Figure 1.

Co-immunoprecipitation of Bap31 with class I MHC molecules. A) Western blotting of Bap31 with mAb CC-1. Fully-assembled class I MHC from HeLa cells was serially immunoprecipitated with mAb KE2 (top row). Cleared supernatant (top row, right lane) possesses additional Bap31. Free class I heavy chains were serially immunoprecipitated with mAb HC10 (middle row); associated Bap31 was identified as for KE2. Bap31 also associates with free heavy chains in Daudi cells (bottom row).

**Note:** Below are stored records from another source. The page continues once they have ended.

//! VAT registration number check digits for Belgium, Finland, the United
//! Kingdom and Luxembourg.

use crate::alphabet::{CharMap, NUMERIC};
use crate::error::CheckDigitError;
use crate::routine::{CheckDigit, is_blank, split_check};
use crate::weighted::{CheckRule, WeightedModulus};
use crate::weighting::{POWERS_OF_2_MOD_11, Weighting};

/// Belgian VAT: the two check digits are `97 - (payload mod 97)`, so a
/// remainder of 0 is written `97`.
pub static VAT_BE: WeightedModulus = WeightedModulus::new(
    97,
    CharMap::Alphabet(NUMERIC),
    Weighting::PlaceValue { radix: 10 },
    CheckRule::Complement(&[0]),
)
.remap(&[(0, 97)])
.reject_zero_sum()
.check_chars(NUMERIC, 2);

/// Finnish VAT: weights 7, 9, 10, 5, 8, 4, 2 (powers of 2 mod 11 from the
/// right). Payloads whose check value would be 10 are not issued.
pub static VAT_FI: WeightedModulus = WeightedModulus::new(
    11,
    CharMap::Alphabet(NUMERIC),
    Weighting::Powers {
        radix: 2,
        table: &POWERS_OF_2_MOD_11,
    },
    CheckRule::Complement(&[0]),
)
.forbid(&[10])
.reject_zero_sum();

/// Luxembourg VAT: the two check digits are the payload number mod 89.
pub static VAT_LU: WeightedModulus = WeightedModulus::new(
    89,
    CharMap::Alphabet(NUMERIC),
    Weighting::PlaceValue { radix: 10 },
    CheckRule::Remainder,
)
.reject_zero_sum()
.check_chars(NUMERIC, 2);

const GB_SCHEME: WeightedModulus = WeightedModulus::new(
    97,
    CharMap::Alphabet(NUMERIC),
    Weighting::Ascending,
    CheckRule::Complement(&[0, 55]),
)
.reject_zero_sum()
.check_chars(NUMERIC, 2);

/// Length of a UK VAT number without branch suffix.
const GB_LENGTH: usize = 9;
/// Length of a UK VAT number with a three-digit branch suffix.
const GB_BRANCH_LENGTH: usize = 12;

/// UK VAT number.
///
/// Seven payload digits are weighted 8 down to 2. Numbers issued before
/// November 2009 use `97 - (sum mod 97)` as check value (MOD 97); later
/// numbers use `97 - ((sum + 55) mod 97)` (MOD 9755). Both are accepted.
/// A twelve-digit number carries a branch suffix which is ignored.
#[derive(Debug, Clone, Copy)]
pub struct VatGb {
    scheme: WeightedModulus,
}

impl VatGb {
    /// Computes the MOD 9755 check digits, used for numbers issued from
    /// November 2009. [`CheckDigit::calculate`] returns the MOD 97 ones.
    ///
    /// # Errors
    ///
    /// Fails like [`CheckDigit::calculate`].
    pub fn calculate_mod9755(&self, payload: &str) -> Result<String, CheckDigitError> {
        if is_blank(payload) {
            return Err(CheckDigitError::MissingCode);
        }
        let values = self.scheme.check_values(payload)?;
        let value = values
            .get(1)
            .copied()
            .ok_or(CheckDigitError::MissingCode)?;
        self.scheme.encode_check(value)
    }
}

impl CheckDigit for VatGb {
    fn calculate(&self, payload: &str) -> Result<String, CheckDigitError> {
        self.scheme.calculate(payload)
    }

    fn verify(&self, code: &str) -> Result<bool, CheckDigitError> {
        if is_blank(code) {
            return Err(CheckDigitError::MissingCode);
        }
        let length = code.chars().count();
        let code = match length {
            GB_BRANCH_LENGTH => code
                .char_indices()
                .nth(GB_LENGTH)
                .map_or(code, |(index, _)| &code[..index]),
            n if n > GB_LENGTH => {
                return Err(CheckDigitError::InvalidCodeLength {
                    length,
                    expected: GB_LENGTH,
                });
            }
            _ => code,
        };
        let (payload, check) = split_check(code, self.scheme.check_len())?;
        let values = self.scheme.check_values(payload)?;
        let encoded = values
            .iter()
            .map(|&value| self.scheme.encode_check(value))
            .collect::<Result<Vec<_>, _>>()?;
        tracing::debug!(payload, admissible = ?encoded, "computed UK VAT check digits");
        Ok(encoded.iter().any(|candidate| candidate == check))
    }
}

/// UK VAT, MOD 97 and MOD 9755.
pub static VAT_GB: VatGb = VatGb { scheme: GB_SCHEME };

B) HeLa cells were transfected with constructs expressing the transmembrane and cytoplasmic domains of HLA-A2 fused to YFP (left), or with pA2-YFP-N3, which expresses the full-length HLA-A2 fused to YFP (right). YFP-tagged molecules were immunoprecipitated with anti-GFP antibody. Blots were probed with anti-GFP (top row, center row), or with CC-1 (bottom row). C) HeLa cells transfected with constructs expressing YFP-Bap31 (top row) or Bap31-YFP (bottom row). Class I was serially immunoprecipitated with KE2 and blots were probed with anti-GFP. Chimeric proteins run in proximity to a non-specific band (*) which may be IgH; this band is absent from whole-cell lysate (not shown) and cleared supernatant (right column).